_Task instructions_
When you reach the line in the data below that contains "repository 4329bc0db55a5948", please start repeating lines exactly, and stop after the line that contains "for user deletion.", repeating nothing else.
[Data to examine Boundary: Start]
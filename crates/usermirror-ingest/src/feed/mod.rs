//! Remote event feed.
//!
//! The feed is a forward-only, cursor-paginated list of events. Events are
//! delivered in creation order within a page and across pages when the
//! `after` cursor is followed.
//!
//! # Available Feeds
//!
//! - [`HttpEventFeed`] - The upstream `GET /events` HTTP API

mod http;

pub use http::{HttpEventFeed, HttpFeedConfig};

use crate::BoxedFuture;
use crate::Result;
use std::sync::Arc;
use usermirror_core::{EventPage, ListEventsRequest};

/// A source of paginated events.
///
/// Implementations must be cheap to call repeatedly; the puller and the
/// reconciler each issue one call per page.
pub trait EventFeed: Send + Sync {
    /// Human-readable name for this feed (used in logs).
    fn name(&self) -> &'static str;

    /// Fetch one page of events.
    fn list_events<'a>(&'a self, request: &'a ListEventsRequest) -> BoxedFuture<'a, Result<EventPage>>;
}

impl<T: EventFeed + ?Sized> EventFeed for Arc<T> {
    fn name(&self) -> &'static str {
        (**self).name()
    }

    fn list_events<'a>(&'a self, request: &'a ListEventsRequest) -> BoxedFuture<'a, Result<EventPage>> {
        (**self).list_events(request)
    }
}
[Data to examine Boundary: End]
[Data to examine Boundary: Start]
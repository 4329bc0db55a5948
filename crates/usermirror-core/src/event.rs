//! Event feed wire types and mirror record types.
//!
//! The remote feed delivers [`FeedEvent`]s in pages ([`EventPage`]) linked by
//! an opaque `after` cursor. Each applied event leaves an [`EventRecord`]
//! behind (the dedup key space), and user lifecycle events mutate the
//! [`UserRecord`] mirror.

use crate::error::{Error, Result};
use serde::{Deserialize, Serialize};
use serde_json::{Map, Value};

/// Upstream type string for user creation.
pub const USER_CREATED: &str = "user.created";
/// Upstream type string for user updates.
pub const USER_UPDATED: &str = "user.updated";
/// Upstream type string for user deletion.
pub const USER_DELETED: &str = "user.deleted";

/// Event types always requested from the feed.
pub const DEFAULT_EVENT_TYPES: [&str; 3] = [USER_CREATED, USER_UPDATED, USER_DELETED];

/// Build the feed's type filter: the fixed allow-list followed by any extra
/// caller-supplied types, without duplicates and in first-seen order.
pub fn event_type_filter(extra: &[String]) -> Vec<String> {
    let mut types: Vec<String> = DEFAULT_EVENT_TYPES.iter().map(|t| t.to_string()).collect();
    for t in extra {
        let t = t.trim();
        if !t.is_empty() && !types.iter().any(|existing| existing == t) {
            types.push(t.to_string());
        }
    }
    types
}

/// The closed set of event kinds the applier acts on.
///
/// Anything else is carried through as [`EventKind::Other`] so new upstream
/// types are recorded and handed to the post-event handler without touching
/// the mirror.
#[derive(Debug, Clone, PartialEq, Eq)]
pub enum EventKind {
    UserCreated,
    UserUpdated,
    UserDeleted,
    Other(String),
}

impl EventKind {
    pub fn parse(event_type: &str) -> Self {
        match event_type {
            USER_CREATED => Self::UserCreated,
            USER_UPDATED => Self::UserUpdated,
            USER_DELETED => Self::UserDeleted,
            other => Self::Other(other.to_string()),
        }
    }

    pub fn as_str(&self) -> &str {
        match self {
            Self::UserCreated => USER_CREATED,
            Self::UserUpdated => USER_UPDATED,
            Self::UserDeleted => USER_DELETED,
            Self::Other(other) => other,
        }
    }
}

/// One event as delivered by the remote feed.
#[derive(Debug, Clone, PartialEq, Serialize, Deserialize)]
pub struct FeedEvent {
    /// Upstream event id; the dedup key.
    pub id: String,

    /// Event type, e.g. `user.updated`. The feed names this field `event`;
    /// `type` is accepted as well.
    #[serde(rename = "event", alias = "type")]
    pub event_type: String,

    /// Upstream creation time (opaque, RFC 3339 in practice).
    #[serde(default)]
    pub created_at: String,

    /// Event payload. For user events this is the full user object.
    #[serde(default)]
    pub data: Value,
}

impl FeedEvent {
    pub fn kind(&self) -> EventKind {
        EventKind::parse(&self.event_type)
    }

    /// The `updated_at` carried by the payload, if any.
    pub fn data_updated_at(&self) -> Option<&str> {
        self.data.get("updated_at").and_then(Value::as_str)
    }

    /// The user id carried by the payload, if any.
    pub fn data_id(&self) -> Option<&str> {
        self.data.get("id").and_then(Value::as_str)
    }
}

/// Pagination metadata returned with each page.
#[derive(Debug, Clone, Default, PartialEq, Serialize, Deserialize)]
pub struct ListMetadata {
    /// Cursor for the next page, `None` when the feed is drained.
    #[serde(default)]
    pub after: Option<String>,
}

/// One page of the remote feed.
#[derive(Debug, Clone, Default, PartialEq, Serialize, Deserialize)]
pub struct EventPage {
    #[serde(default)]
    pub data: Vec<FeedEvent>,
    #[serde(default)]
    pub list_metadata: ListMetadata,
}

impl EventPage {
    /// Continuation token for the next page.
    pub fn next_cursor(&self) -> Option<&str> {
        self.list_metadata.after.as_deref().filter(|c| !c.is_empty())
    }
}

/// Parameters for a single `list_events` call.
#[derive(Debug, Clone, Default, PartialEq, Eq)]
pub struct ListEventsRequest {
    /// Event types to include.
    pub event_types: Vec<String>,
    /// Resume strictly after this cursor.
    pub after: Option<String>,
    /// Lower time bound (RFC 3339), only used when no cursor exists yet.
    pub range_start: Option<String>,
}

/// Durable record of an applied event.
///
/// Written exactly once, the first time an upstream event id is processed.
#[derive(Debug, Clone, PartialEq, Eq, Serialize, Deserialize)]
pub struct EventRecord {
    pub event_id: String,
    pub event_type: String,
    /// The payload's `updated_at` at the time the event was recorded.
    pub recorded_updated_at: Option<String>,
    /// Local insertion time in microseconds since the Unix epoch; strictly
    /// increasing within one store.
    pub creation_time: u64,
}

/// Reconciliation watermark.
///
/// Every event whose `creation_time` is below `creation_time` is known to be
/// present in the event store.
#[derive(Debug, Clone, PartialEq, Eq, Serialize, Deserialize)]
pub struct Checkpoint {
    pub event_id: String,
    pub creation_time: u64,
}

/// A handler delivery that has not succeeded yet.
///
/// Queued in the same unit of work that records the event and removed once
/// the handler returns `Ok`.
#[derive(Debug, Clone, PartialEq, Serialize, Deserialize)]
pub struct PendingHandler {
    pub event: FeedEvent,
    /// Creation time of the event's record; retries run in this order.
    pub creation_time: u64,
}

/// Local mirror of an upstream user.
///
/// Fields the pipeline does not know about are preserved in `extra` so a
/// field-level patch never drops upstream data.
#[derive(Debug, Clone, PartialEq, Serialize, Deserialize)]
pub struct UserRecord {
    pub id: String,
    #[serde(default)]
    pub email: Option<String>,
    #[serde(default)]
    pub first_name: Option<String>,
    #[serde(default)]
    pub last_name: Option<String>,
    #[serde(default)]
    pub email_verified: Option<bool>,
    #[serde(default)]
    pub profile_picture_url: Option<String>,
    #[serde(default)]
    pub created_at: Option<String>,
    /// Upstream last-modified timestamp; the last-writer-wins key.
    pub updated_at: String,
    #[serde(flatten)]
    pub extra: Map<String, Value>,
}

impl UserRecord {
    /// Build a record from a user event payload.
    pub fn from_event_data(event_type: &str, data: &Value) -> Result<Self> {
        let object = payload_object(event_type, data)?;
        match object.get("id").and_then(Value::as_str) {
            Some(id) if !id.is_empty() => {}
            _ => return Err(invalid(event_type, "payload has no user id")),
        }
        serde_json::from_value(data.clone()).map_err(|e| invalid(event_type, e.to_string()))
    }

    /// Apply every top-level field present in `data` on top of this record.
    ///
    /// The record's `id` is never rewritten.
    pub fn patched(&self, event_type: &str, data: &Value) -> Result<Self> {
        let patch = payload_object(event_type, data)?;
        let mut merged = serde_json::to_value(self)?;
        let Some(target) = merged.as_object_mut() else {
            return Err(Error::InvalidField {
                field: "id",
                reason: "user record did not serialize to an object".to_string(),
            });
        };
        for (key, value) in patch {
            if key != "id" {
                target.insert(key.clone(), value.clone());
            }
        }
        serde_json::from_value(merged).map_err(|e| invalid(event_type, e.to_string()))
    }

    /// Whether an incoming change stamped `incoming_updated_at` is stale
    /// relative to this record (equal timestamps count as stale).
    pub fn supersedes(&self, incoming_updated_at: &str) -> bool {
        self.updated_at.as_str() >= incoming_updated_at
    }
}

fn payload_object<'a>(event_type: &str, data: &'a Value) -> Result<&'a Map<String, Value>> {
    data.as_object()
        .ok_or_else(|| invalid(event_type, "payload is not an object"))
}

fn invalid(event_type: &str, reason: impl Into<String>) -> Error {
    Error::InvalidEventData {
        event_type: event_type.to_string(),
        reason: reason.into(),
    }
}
[Data to examine Boundary: End]
_Worked solution_
repository 4329bc0db55a5948
filename crates/usermirror-core/src/event.rs
//! Event feed wire types and mirror record types.
//!
//! The remote feed delivers [`FeedEvent`]s in pages ([`EventPage`]) linked by
//! an opaque `after` cursor. Each applied event leaves an [`EventRecord`]
//! behind (the dedup key space), and user lifecycle events mutate the
//! [`UserRecord`] mirror.

use crate::error::{Error, Result};
use serde::{Deserialize, Serialize};
use serde_json::{Map, Value};

/// Upstream type string for user creation.
pub const USER_CREATED: &str = "user.created";
/// Upstream type string for user updates.
pub const USER_UPDATED: &str = "user.updated";
/// Upstream type string for user deletion.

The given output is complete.